The decision follows a partial referendum held in the eastern region of the country earlier this month that saw violence break out as police dragged voters out of polling stations.
If approved, Mr Rajoy said his actions would restore the law, make sure regional institutions were neutral, and guarantee public services and economic activity as well as preserve the civil rights of all citizens.
The Catalonians aren’t happy, says ITV News.
Catalan leader Carles Puigdemont has responded to Spain’s plans to sack Catalonia’s leaders and take control of the region as an “attack on democracy”.
Spain announced the unprecedented plan which also involves calling a new local election by using previously untapped constitutional powers to take control of the region that is threatening to secede.
Catalonia’s president Carles Puigdemont responded by making a veiled independence threat, telling lawmakers to come up with a plan to counter Spain’s “attempt to wipe out self-government.”
Puigdemont called the plans by Prime Minister Mariano Rajoy an “attempt to humiliate” Catalonia and an “attack on democracy.”
And the Morning Star highlights a proposed march in London today.
PRO-DEMOCRACY campaigners will march in solidarity with Catalonia and against Spanish repression and authoritarianism in London today.
Organisers of the demonstration are calling for the British government to condemn the violence by the Spanish state against “peaceful civilians” and demand the immediate release of political prisoners.
Leading separatist activists Jordi Sanchez and Jordi Cuixart, who head the Catalan National Assembly and Omnium Cultura respectively, were denied bail on Monday after being arrested on charges of sedition in the run-up to the independence referendum two weeks ago.

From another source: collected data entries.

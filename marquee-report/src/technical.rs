//! Per-cinema technical report: maintenance statistics over a period,
//! room condition, and a cross-cinema preventive comparison.

use marquee_facility::types::{Cinema, Room};

use crate::html::*;

/// Maintenance counts for the selected period, pre-aggregated by the
/// caller.
#[derive(Debug, Clone, Copy, Default)]
pub struct MaintenanceSummary {
    pub total: i64,
    pub preventive_a: i64,
    pub preventive_b: i64,
    pub preventive_c: i64,
    pub lamp_replacements: i64,
    pub corrective: i64,
    pub total_cost: f64,
}

/// Latest preventive service dates per cinema, for the comparison table.
#[derive(Debug, Clone)]
pub struct PreventiveComparisonRow {
    pub cinema_name: String,
    pub last_a: Option<i64>,
    pub last_b: Option<i64>,
    pub last_c: Option<i64>,
}

/// Everything the technical report is rendered from.
#[derive(Debug, Clone)]
pub struct TechnicalReportData {
    pub generated_at: String,
    pub cinema: Cinema,
    /// Reporting window in days (30, 90, or 365).
    pub period_days: i64,
    pub stats: MaintenanceSummary,
    pub rooms: Vec<Room>,
    pub comparison: Vec<PreventiveComparisonRow>,
}

const STYLE: &str = r#"
* { margin: 0; padding: 0; box-sizing: border-box; }
body {
    font-family: 'Segoe UI', Tahoma, Geneva, Verdana, sans-serif;
    color: #1a202c; padding: 24px; max-width: 1000px; margin: 0 auto;
}
h1 { font-size: 1.8rem; }
h2.cinema-name { font-size: 1.3rem; color: #4a5568; margin-bottom: 20px; }
.section { margin-bottom: 25px; }
.section h2 {
    font-size: 1.2rem; border-bottom: 2px solid #667eea;
    padding-bottom: 4px; margin-bottom: 10px;
}
.stats-grid {
    display: grid; grid-template-columns: repeat(auto-fit, minmax(140px, 1fr));
    gap: 12px;
}
.stat-card { background: #f7fafc; border: 1px solid #e2e8f0; border-radius: 6px; padding: 12px; text-align: center; }
.stat-value { font-size: 1.5rem; font-weight: 700; }
.stat-label { font-size: 0.8rem; color: #718096; }
table { width: 100%; border-collapse: collapse; }
th, td { border-bottom: 1px solid #e2e8f0; padding: 6px 8px; text-align: left; font-size: 0.9rem; }
th { background: #f7fafc; }
.badge { display: inline-block; color: white; border-radius: 9999px; padding: 2px 10px; font-size: 0.78rem; }
@media print { .section { page-break-inside: avoid; } }
"#;

/// Render the technical report to an HTML string.
pub fn render_technical_report(data: &TechnicalReportData) -> String {
    let mut html = String::new();

    html.push_str("<!DOCTYPE html>\n<html lang=\"en\">\n<head>\n<meta charset=\"UTF-8\">\n");
    html.push_str(&format!(
        "<title>Technical Report - {}</title>\n",
        escape_html(&data.cinema.name),
    ));
    html.push_str(&format!("<style>{STYLE}</style>\n</head>\n<body>\n"));

    html.push_str("<h1>Technical Report</h1>\n");
    html.push_str(&format!(
        "<h2 class=\"cinema-name\">{} &middot; {}</h2>\n",
        escape_html(&data.cinema.name),
        escape_html(&data.cinema.location),
    ));

    // Period stats
    html.push_str(&format!(
        "<div class=\"section\">\n<h2>Maintenance, last {} days</h2>\n<div class=\"stats-grid\">\n",
        data.period_days,
    ));
    write_stat_tile(&mut html, "Interventions", &data.stats.total.to_string());
    write_stat_tile(&mut html, "Preventive A", &data.stats.preventive_a.to_string());
    write_stat_tile(&mut html, "Preventive B", &data.stats.preventive_b.to_string());
    write_stat_tile(&mut html, "Preventive C", &data.stats.preventive_c.to_string());
    write_stat_tile(
        &mut html,
        "Lamp replacements",
        &data.stats.lamp_replacements.to_string(),
    );
    write_stat_tile(&mut html, "Corrective", &data.stats.corrective.to_string());
    write_stat_tile(
        &mut html,
        "Total cost",
        &format!("{:.2}", data.stats.total_cost),
    );
    html.push_str("</div>\n</div>\n");

    // Room condition
    html.push_str("<div class=\"section\">\n<h2>Rooms</h2>\n");
    if data.rooms.is_empty() {
        html.push_str("<p>No rooms registered.</p>\n");
    } else {
        html.push_str("<table>\n");
        write_table_head(
            &mut html,
            &[
                "Room", "Status", "Lamp", "Last A", "Next A", "Last B", "Next B", "Last C",
                "Next C",
            ],
        );
        for room in &data.rooms {
            write_table_row(
                &mut html,
                &[
                    opt_text(room.name.as_deref()),
                    status_badge(room.status),
                    lamp_cell(room),
                    opt_date(room.preventive.last_a),
                    opt_date(room.preventive.next_a),
                    opt_date(room.preventive.last_b),
                    opt_date(room.preventive.next_b),
                    opt_date(room.preventive.last_c),
                    opt_date(room.preventive.next_c),
                ],
            );
        }
        html.push_str("</table>\n");
    }
    html.push_str("</div>\n");

    // Cross-cinema comparison
    html.push_str("<div class=\"section\">\n<h2>Preventive comparison</h2>\n<table>\n");
    write_table_head(&mut html, &["Cinema", "Last A", "Last B", "Last C"]);
    for row in &data.comparison {
        write_table_row(
            &mut html,
            &[
                escape_html(&row.cinema_name),
                opt_date(row.last_a),
                opt_date(row.last_b),
                opt_date(row.last_c),
            ],
        );
    }
    html.push_str("</table>\n</div>\n");

    html.push_str(&format!(
        "<p style=\"color:#a0aec0;font-size:0.8rem\">Generated {}</p>\n",
        escape_html(&data.generated_at),
    ));
    html.push_str("</body>\n</html>\n");

    html
}

#[cfg(test)]
mod tests {
    use super::*;

    fn sample() -> TechnicalReportData {
        TechnicalReportData {
            generated_at: "2024-03-15 10:00".to_string(),
            cinema: Cinema {
                id: 1,
                name: "Downtown 8".to_string(),
                location: "Downtown Mall".to_string(),
                created_at: String::new(),
            },
            period_days: 30,
            stats: MaintenanceSummary {
                total: 5,
                preventive_a: 2,
                lamp_replacements: 1,
                total_cost: 2350.0,
                ..Default::default()
            },
            rooms: vec![],
            comparison: vec![PreventiveComparisonRow {
                cinema_name: "Downtown 8".to_string(),
                last_a: Some(1_700_000_000_000),
                last_b: None,
                last_c: None,
            }],
        }
    }

    #[test]
    fn technical_report_shows_period_and_stats() {
        let html = render_technical_report(&sample());
        assert!(html.contains("Maintenance, last 30 days"));
        assert!(html.contains("Lamp replacements"));
        assert!(html.contains("2350.00"));
        assert!(html.contains("Preventive comparison"));
    }
}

They are both accused of using mass mobilisations to prevent police officers from following a judge’s orders to stop the referendum, which had been ruled illegal by Spain’s constitutional court.
Christmas rail travel
Aiming to get away at Christmas? If you’re going by train, check out the Mail.
Journey times are set to double during 11 days of work over the festive period, when five out of seven major rail routes are closed.
Passengers are expected to attempted more than 20 million journeys, with flyers also facing chaos as train services bound to Gatwick and Heathrow airports are cut over the fortnight period.
It is feared the works will bring the ‘worst ever’ disruption to Christmas journeys as Paddington Station in London faces closure.
Or the Star.
TRAVELLERS face the “worst ever” Christmas delays as railway works cause chaos.
Five of seven mainline train routes will be closed across 11 days of work during the holiday fortnight.
Major delays are expected, with some journey times doubling as passengers attempt to make more than 20million journeys.
Festive air passengers will also be hit as services to Gatwick and Heathrow are cut.
Rail industry experts have branded the Christmas works schedule the “worst ever”.
The Telegraph has a story about cutting the stress of home buying.
Gazumping could be outlawed and estate agents given formal training under government plans to reduce the “stress” of home-buying.
Ministers today announce proposals to prevent sellers accepting higher offers following an agreement to sell, and create financial penalties for buyers who pull out of purchases and cause chains to collapse.
Professional training for estate agents is also being considered in order to raise standards across the industry, as well as possible ways to speed up the process of buying and selling, sources said.
The proposals are intended to bring Britain into line with other countries, such as the US, which are seen to have quicker and far more efficient home-buying processes.